■ Problem requirements: For the records that follow, return only the count of lines containing the string "warn".

■ Listed records:
//! Quote Provider Adapter.
//!
//! Normalizes a batch price lookup and absorbs provider failures:
//!
//! - de-duplicates and exchange-qualifies the requested symbols
//! - bounds every provider call with a timeout
//! - retries transient failures a bounded number of times
//! - maps provider keys back to the holding symbols
//! - never returns an error: total failure yields an empty, `Failed` batch
//!
//! Callers decide what to do with a failed batch (the quote book keeps its
//! last-known values).

use std::collections::{BTreeSet, HashMap};
use std::fmt;
use std::sync::Arc;
use std::time::Duration;

use tracing::{debug, info, warn};

use crate::errors::{MarketDataError, RetryBudget, RetryClass, RetryState};
use crate::models::{ProviderSymbol, QuoteMap};
use crate::provider::QuoteProvider;
use crate::resolver::SymbolResolver;

/// Default upper bound for a single provider call.
pub const DEFAULT_FETCH_TIMEOUT: Duration = Duration::from_secs(30);

/// Default number of extra attempts for transient failures.
pub const DEFAULT_MAX_RETRIES: u32 = 1;

/// Default delay before the first retry.
pub const DEFAULT_RETRY_BACKOFF: Duration = Duration::from_millis(500);

/// Adapter configuration.
#[derive(Clone, Debug)]
pub struct AdapterConfig {
    /// Upper bound for one provider call.
    pub fetch_timeout: Duration,
    /// Extra attempts allowed for transient errors.
    pub max_retries: u32,
    /// Delay before the first retry; doubles after each attempt.
    pub retry_backoff: Duration,
}

impl Default for AdapterConfig {
    fn default() -> Self {
        Self {
            fetch_timeout: DEFAULT_FETCH_TIMEOUT,
            max_retries: DEFAULT_MAX_RETRIES,
            retry_backoff: DEFAULT_RETRY_BACKOFF,
        }
    }
}

/// Why a batch produced no quotes.
#[derive(Clone, Debug, PartialEq, Eq)]
pub enum FetchFailure {
    /// Every attempt hit the fetch timeout.
    Timeout,
    /// The provider rejected the bearer token.
    SessionExpired,
    /// The provider answered, but resolved none of the symbols.
    EmptyResponse,
    /// Any other provider or transport failure.
    Provider(String),
}

impl fmt::Display for FetchFailure {
    fn fmt(&self, f: &mut fmt::Formatter<'_>) -> fmt::Result {
        match self {
            Self::Timeout => write!(f, "quote provider timed out"),
            Self::SessionExpired => write!(f, "session expired"),
            Self::EmptyResponse => write!(f, "quote provider resolved no symbols"),
            Self::Provider(message) => write!(f, "{}", message),
        }
    }
}

impl From<&MarketDataError> for FetchFailure {
    fn from(error: &MarketDataError) -> Self {
        match error {
            MarketDataError::Timeout { .. } => Self::Timeout,
            MarketDataError::Unauthorized { .. } => Self::SessionExpired,
            other => Self::Provider(other.to_string()),
        }
    }
}

/// How a batch lookup ended.
#[derive(Clone, Debug, PartialEq, Eq)]
pub enum BatchOutcome {
    /// Every requested symbol was resolved.
    Complete,
    /// Some symbols were not resolved; they are absent from the map.
    Partial { missing: Vec<String> },
    /// Nothing was resolved. The map is empty.
    Failed { reason: FetchFailure },
    /// Nothing was requested, the provider was not called.
    Skipped,
}

/// Result of [`QuoteAdapter::fetch_quotes`].
#[derive(Clone, Debug)]
pub struct QuoteBatch {
    /// Quotes keyed by the caller's symbol.
    pub quotes: QuoteMap,
    /// The de-duplicated symbols that were requested.
    pub requested: BTreeSet<String>,
    pub outcome: BatchOutcome,
}

impl QuoteBatch {
    fn skipped() -> Self {
        Self {
            quotes: QuoteMap::new(),
            requested: BTreeSet::new(),
            outcome: BatchOutcome::Skipped,
        }
    }

    fn failed(requested: BTreeSet<String>, reason: FetchFailure) -> Self {
        Self {
            quotes: QuoteMap::new(),
            requested,
            outcome: BatchOutcome::Failed { reason },
        }
    }

    /// True when the batch carries no usable data (failed or skipped).
    pub fn is_failure(&self) -> bool {
        matches!(
            self.outcome,
            BatchOutcome::Failed { .. } | BatchOutcome::Skipped
        )
    }

    pub fn failure(&self) -> Option<&FetchFailure> {
        match &self.outcome {
            BatchOutcome::Failed { reason } => Some(reason),
            _ => None,
        }
    }
}

/// Batch lookup front-end over a [`QuoteProvider`].
pub struct QuoteAdapter {
    provider: Arc<dyn QuoteProvider>,
    resolver: SymbolResolver,
    config: AdapterConfig,
}

impl QuoteAdapter {
    pub fn new(provider: Arc<dyn QuoteProvider>) -> Self {
        Self::with_config(provider, AdapterConfig::default())
    }

    pub fn with_config(provider: Arc<dyn QuoteProvider>, config: AdapterConfig) -> Self {
        Self {
            provider,
            resolver: SymbolResolver::new(),
            config,
        }
    }

    pub fn with_resolver(mut self, resolver: SymbolResolver) -> Self {
        self.resolver = resolver;
        self
    }

    pub fn config(&self) -> &AdapterConfig {
        &self.config
    }

    /// Fetch the latest quotes for a set of holding symbols.
    ///
    /// The result is keyed by the caller's symbols (trimmed). A symbol the
    /// provider did not resolve is absent from the map.
    pub async fn fetch_quotes<I, S>(&self, symbols: I) -> QuoteBatch
    where
        I: IntoIterator<Item = S>,
        S: AsRef<str>,
    {
        let requested: BTreeSet<String> = symbols
            .into_iter()
            .map(|s| s.as_ref().trim().to_string())
            .filter(|s| !s.is_empty())
            .collect();

        if requested.is_empty() {
            debug!("Quote fetch skipped: no symbols requested");
            return QuoteBatch::skipped();
        }

        // provider symbol -> holding symbols that qualify to it
        let mut routes: HashMap<ProviderSymbol, Vec<String>> = HashMap::new();
        for symbol in &requested {
            routes
                .entry(self.resolver.qualify(symbol))
                .or_default()
                .push(symbol.clone());
        }
        let mut provider_symbols: Vec<ProviderSymbol> = routes.keys().cloned().collect();
        provider_symbols.sort();

        let raw = match self.fetch_with_retry(&provider_symbols).await {
            Ok(raw) => raw,
            Err(reason) => return QuoteBatch::failed(requested, reason),
        };

        let mut quotes = QuoteMap::with_capacity(requested.len());
        for (provider_symbol, holders) in &routes {
            // Some backends echo the bare code instead of the qualified symbol.
            let found = raw
                .get(provider_symbol)
                .or_else(|| holders.iter().find_map(|h| raw.get(h)));
            if let Some(quote) = found {
                for holder in holders {
                    quotes.insert(holder.clone(), quote.clone().for_symbol(holder.clone()));
                }
            }
        }

        if quotes.is_empty() {
            warn!(
                "Quote provider {} resolved none of {} symbols",
                self.provider.id(),
                requested.len()
            );
            return QuoteBatch::failed(requested, FetchFailure::EmptyResponse);
        }

        let missing: Vec<String> = requested
            .iter()
            .filter(|s| !quotes.contains_key(*s))
            .cloned()
            .collect();

        let outcome = if missing.is_empty() {
            BatchOutcome::Complete
        } else {
            debug!("Unresolved symbols: {:?}", missing);
            BatchOutcome::Partial { missing }
        };

        QuoteBatch {
            quotes,
            requested,
            outcome,
        }
    }

    async fn fetch_with_retry(
        &self,
        provider_symbols: &[ProviderSymbol],
    ) -> Result<QuoteMap, FetchFailure> {
        let mut budget = RetryBudget::new(self.config.max_retries, self.config.retry_backoff);
        let mut last_failure = FetchFailure::Provider("no attempt made".to_string());

        while let RetryState::Ready { attempt } = budget.next_attempt() {
            let result = tokio::time::timeout(
                self.config.fetch_timeout,
                self.provider.fetch_batch(provider_symbols),
            )
            .await
            .unwrap_or_else(|_| {
                Err(MarketDataError::Timeout {
                    provider: self.provider.id().to_string(),
                })
            });

            match result {
                Ok(raw) => return Ok(raw),
                Err(error) => {
                    last_failure = FetchFailure::from(&error);
                    let retryable = error.retry_class() == RetryClass::WithBackoff;
                    if retryable && budget.has_remaining() {
                        let delay = budget.backoff();
                        info!(
                            "Quote fetch attempt {} failed ({}), retrying in {:?}",
                            attempt, error, delay
                        );
                        tokio::time::sleep(delay).await;
                        continue;
                    }
                    warn!("Quote fetch failed after {} attempt(s): {}", attempt, error);
                    break;
                }
            }
        }

        Err(last_failure)
    }
}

■ Exercise response: 3